HGAT
HGAT copied to clipboard
请问主题节点和文档节点之间的边权重是怎么构建的呢?
Are you taking about edge feature? I don't think edge features are used here.
但图卷积里面需要节点特征矩阵和边权重矩阵呀?代码里有词-词边权重计算,文档-词边权重计算,没有找到主题节点和文档节点边权重,只有一个LDA和最相关主题
by edge features, do you mean "similarity score" for entity-entity edge and "rho", "link probability" for entity-document edge? If yes, then they are only used to check if there is edge between the nodes or not.
If sim < 0.5 or lp <= 0.75 or rho <= 0.3: edge = False else: edge = True
from build_data.py
(around line 150) :
For document-topic edge, its something like:
edge = True if topic in document else False
from build_data.py
(around line 135):
so I think there is no edge features involved.
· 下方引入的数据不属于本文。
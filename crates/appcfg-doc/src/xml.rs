//! Owned XML element tree

use quick_xml::events::{BytesDecl, BytesEnd, BytesStart, BytesText, Event};
use quick_xml::reader::Reader;
use quick_xml::writer::Writer;

use appcfg_fs::{NormalizedPath, io};

use crate::error::{Error, Result};

/// A child of an element.
#[derive(Debug, Clone, PartialEq, Eq)]
pub enum XmlNode {
    Element(XmlElement),
    Text(String),
    Comment(String),
}

/// An element with ordered attributes and children.
///
/// Attribute names are kept verbatim including any namespace prefix, so
/// `android:name` is looked up as `"android:name"`.
#[derive(Debug, Clone, PartialEq, Eq)]
pub struct XmlElement {
    pub name: String,
    attributes: Vec<(String, String)>,
    pub children: Vec<XmlNode>,
}

impl XmlElement {
    pub fn new(name: impl Into<String>) -> Self {
        Self {
            name: name.into(),
            attributes: Vec::new(),
            children: Vec::new(),
        }
    }

    /// Builder form of [`XmlElement::set_attr`].
    pub fn with_attr(mut self, key: impl Into<String>, value: impl Into<String>) -> Self {
        self.set_attr(key, value);
        self
    }

    /// Builder form of [`XmlElement::push`].
    pub fn with_child(mut self, child: XmlElement) -> Self {
        self.push(child);
        self
    }

    /// Builder form of [`XmlElement::set_text`].
    pub fn with_text(mut self, text: impl Into<String>) -> Self {
        self.set_text(text);
        self
    }

    pub fn attr(&self, key: &str) -> Option<&str> {
        self.attributes
            .iter()
            .find(|(k, _)| k == key)
            .map(|(_, v)| v.as_str())
    }

    /// Set an attribute, replacing an existing value in place.
    pub fn set_attr(&mut self, key: impl Into<String>, value: impl Into<String>) {
        let key = key.into();
        let value = value.into();
        match self.attributes.iter_mut().find(|(k, _)| *k == key) {
            Some(slot) => slot.1 = value,
            None => self.attributes.push((key, value)),
        }
    }

    pub fn remove_attr(&mut self, key: &str) -> Option<String> {
        let idx = self.attributes.iter().position(|(k, _)| k == key)?;
        Some(self.attributes.remove(idx).1)
    }

    pub fn attributes(&self) -> impl Iterator<Item = (&str, &str)> {
        self.attributes.iter().map(|(k, v)| (k.as_str(), v.as_str()))
    }

    /// Child elements, skipping text and comments.
    pub fn elements(&self) -> impl Iterator<Item = &XmlElement> {
        self.children.iter().filter_map(|node| match node {
            XmlNode::Element(el) => Some(el),
            _ => None,
        })
    }

    pub fn elements_mut(&mut self) -> impl Iterator<Item = &mut XmlElement> {
        self.children.iter_mut().filter_map(|node| match node {
            XmlNode::Element(el) => Some(el),
            _ => None,
        })
    }

    /// First child element named `name`.
    pub fn find(&self, name: &str) -> Option<&XmlElement> {
        self.elements().find(|el| el.name == name)
    }

    pub fn find_mut(&mut self, name: &str) -> Option<&mut XmlElement> {
        self.elements_mut().find(|el| el.name == name)
    }

    pub fn push(&mut self, child: XmlElement) {
        self.children.push(XmlNode::Element(child));
    }

    /// Keep only the child elements for which `keep` returns true.
    ///
    /// Returns the number of elements removed.
    pub fn retain_elements<F>(&mut self, mut keep: F) -> usize
    where
        F: FnMut(&XmlElement) -> bool,
    {
        let before = self.children.len();
        self.children.retain(|node| match node {
            XmlNode::Element(el) => keep(el),
            _ => true,
        });
        before - self.children.len()
    }

    /// Concatenated text content of direct children.
    pub fn text(&self) -> String {
        self.children
            .iter()
            .filter_map(|node| match node {
                XmlNode::Text(t) => Some(t.as_str()),
                _ => None,
            })
            .collect()
    }

    /// Replace all text children with a single text node.
    pub fn set_text(&mut self, text: impl Into<String>) {
        self.children.retain(|node| !matches!(node, XmlNode::Text(_)));
        self.children.push(XmlNode::Text(text.into()));
    }

    /// Count of elements in this subtree, including `self`.
    pub fn element_count(&self) -> usize {
        1 + self.elements().map(XmlElement::element_count).sum::<usize>()
    }
}

/// A parsed XML document.
///
/// `root` is `None` for an empty document.
#[derive(Debug, Clone, Default, PartialEq, Eq)]
pub struct XmlDocument {
    pub root: Option<XmlElement>,
}

impl XmlDocument {
    pub fn new(root: XmlElement) -> Self {
        Self { root: Some(root) }
    }

    /// Parse a document from text.
    pub fn parse(source: &str) -> Result<Self> {
        let mut reader = Reader::from_str(source);

        let mut stack: Vec<XmlElement> = Vec::new();
        let mut root: Option<XmlElement> = None;

        loop {
            let event = match reader.read_event() {
                Ok(event) => event,
                Err(e) => {
                    return Err(Error::xml(format!(
                        "{} at byte {}",
                        e,
                        reader.buffer_position()
                    )));
                }
            };

            match event {
                Event::Start(start) => stack.push(element_from_start(&start)?),
                Event::Empty(start) => {
                    let element = element_from_start(&start)?;
                    attach(&mut stack, &mut root, element)?;
                }
                Event::End(_) => {
                    let element = stack
                        .pop()
                        .ok_or_else(|| Error::xml("unexpected closing tag"))?;
                    attach(&mut stack, &mut root, element)?;
                }
                Event::Text(text) => {
                    let text = text.unescape().map_err(Error::xml)?.into_owned();
                    // Whitespace-only nodes are indentation between elements.
                    if text.trim().is_empty() {
                        continue;
                    }
                    if let Some(parent) = stack.last_mut() {
                        parent.children.push(XmlNode::Text(text));
                    }
                }
                Event::CData(data) => {
                    let text = String::from_utf8_lossy(&data.into_inner()).into_owned();
                    if let Some(parent) = stack.last_mut() {
                        parent.children.push(XmlNode::Text(text));
                    }
                }
                Event::Comment(comment) => {
                    let text = String::from_utf8_lossy(&comment).into_owned();
                    if let Some(parent) = stack.last_mut() {
                        parent.children.push(XmlNode::Comment(text));
                    }
                }
                Event::Eof => break,
                _ => {}
            }
        }

        if let Some(open) = stack.last() {
            return Err(Error::xml(format!("unclosed element <{}>", open.name)));
        }

        Ok(Self { root })
    }

    /// Load and parse a document from disk.
    pub fn load(path: &NormalizedPath) -> Result<Self> {
        let source = io::read_text(path)?;
        Self::parse(&source)
    }

    /// Render the document with a UTF-8 declaration and four-space indent.
    pub fn to_xml_string(&self) -> Result<String> {
        let mut writer = Writer::new_with_indent(Vec::new(), b' ', 4);
        writer
            .write_event(Event::Decl(BytesDecl::new("1.0", Some("utf-8"), None)))
            .map_err(Error::xml)?;
        if let Some(root) = &self.root {
            write_element(&mut writer, root)?;
        }
        let mut out = String::from_utf8(writer.into_inner()).map_err(Error::xml)?;
        out.push('\n');
        Ok(out)
    }

    /// Write the document to `path` atomically.
    pub fn save(&self, path: &NormalizedPath) -> Result<()> {
        let content = self.to_xml_string()?;
        io::write_text(path, &content)?;
        Ok(())
    }
}

fn element_from_start(start: &BytesStart<'_>) -> Result<XmlElement> {
    let name = String::from_utf8_lossy(start.name().as_ref()).into_owned();
    let mut element = XmlElement::new(name);
    for attr in start.attributes() {
        let attr = attr.map_err(Error::xml)?;
        let key = String::from_utf8_lossy(attr.key.as_ref()).into_owned();
        let value = attr.unescape_value().map_err(Error::xml)?.into_owned();
        element.attributes.push((key, value));
    }
    Ok(element)
}

fn attach(
    stack: &mut [XmlElement],
    root: &mut Option<XmlElement>,
    element: XmlElement,
) -> Result<()> {
    match stack.last_mut() {
        Some(parent) => parent.push(element),
        None if root.is_none() => *root = Some(element),
        None => return Err(Error::xml("multiple root elements")),
    }
    Ok(())
}

fn write_element(writer: &mut Writer<Vec<u8>>, element: &XmlElement) -> Result<()> {
    let mut start = BytesStart::new(element.name.as_str());
    for (key, value) in &element.attributes {
        start.push_attribute((key.as_str(), value.as_str()));
    }

    if element.children.is_empty() {
        writer.write_event(Event::Empty(start)).map_err(Error::xml)?;
        return Ok(());
    }

    writer.write_event(Event::Start(start)).map_err(Error::xml)?;
    for child in &element.children {
        match child {
            XmlNode::Element(el) => write_element(writer, el)?,
            XmlNode::Text(text) => writer
                .write_event(Event::Text(BytesText::new(text)))
                .map_err(Error::xml)?,
            XmlNode::Comment(text) => writer
                .write_event(Event::Comment(BytesText::from_escaped(text.as_str())))
                .map_err(Error::xml)?,
        }
    }
    writer
        .write_event(Event::End(BytesEnd::new(element.name.as_str())))
        .map_err(Error::xml)?;
    Ok(())
}

#[cfg(test)]
mod tests {
    use super::*;

    #[test]
    fn parses_namespaced_attributes_verbatim() {
        let doc = XmlDocument::parse(
            r#"<manifest xmlns:android="http://schemas.android.com/apk/res/android">
                <application android:label="App"/>
            </manifest>"#,
        )
        .unwrap();

        let root = doc.root.unwrap();
        assert_eq!(root.name, "manifest");
        assert_eq!(root.find("application").unwrap().attr("android:label"), Some("App"));
    }

    #[test]
    fn rejects_unclosed_elements() {
        assert!(XmlDocument::parse("<manifest><application>").is_err());
    }

    #[test]
    fn set_attr_replaces_in_place() {
        let mut el = XmlElement::new("meta-data").with_attr("a", "1").with_attr("b", "2");
        el.set_attr("a", "3");

        let attrs: Vec<_> = el.attributes().collect();
        assert_eq!(attrs, vec![("a", "3"), ("b", "2")]);
    }

    #[test]
    fn text_roundtrips_with_escaping() {
        let root = XmlElement::new("resources")
            .with_child(XmlElement::new("string").with_attr("name", "k").with_text("a & b"));
        let rendered = XmlDocument::new(root.clone()).to_xml_string().unwrap();

        assert!(rendered.contains("a &amp; b"));
        let reparsed = XmlDocument::parse(&rendered).unwrap();
        assert_eq!(reparsed.root.unwrap(), root);
    }
}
Only 0 and 1.
、
是的,我也是看的这里,感觉很疑惑,难道不需要文档-主题边的权重值么?仅用0和1来表示么
就是类似"similarity score" for entity-entity edge and "rho", "link probability" for entity-document edge这样,这里肯定不是0和1 吧
I mean 0 and 1 for entity-entity and entity-document too.
We can know this for sure by looking at the output files. Only the o/p files are used by model later. The main files are:
1: dataset.cites
,
2: dataset.content.entity
3: dataset.content.text
4: dataset.content.topic
2,3,4 contains node features which has nothing to do with entity feature. 1 contains edge in terms of node pairs. So, if a pair exists, then there is edge, else there isn't. So there is no information about edge features.
I made a flow chart, this might also be useful. Please let me know if there are any errors.
这样的话,在建图之前没有引入主题么? 我有个想法,给每个文本分配TOPk个主题,那每个主题的概率可以作为边权重么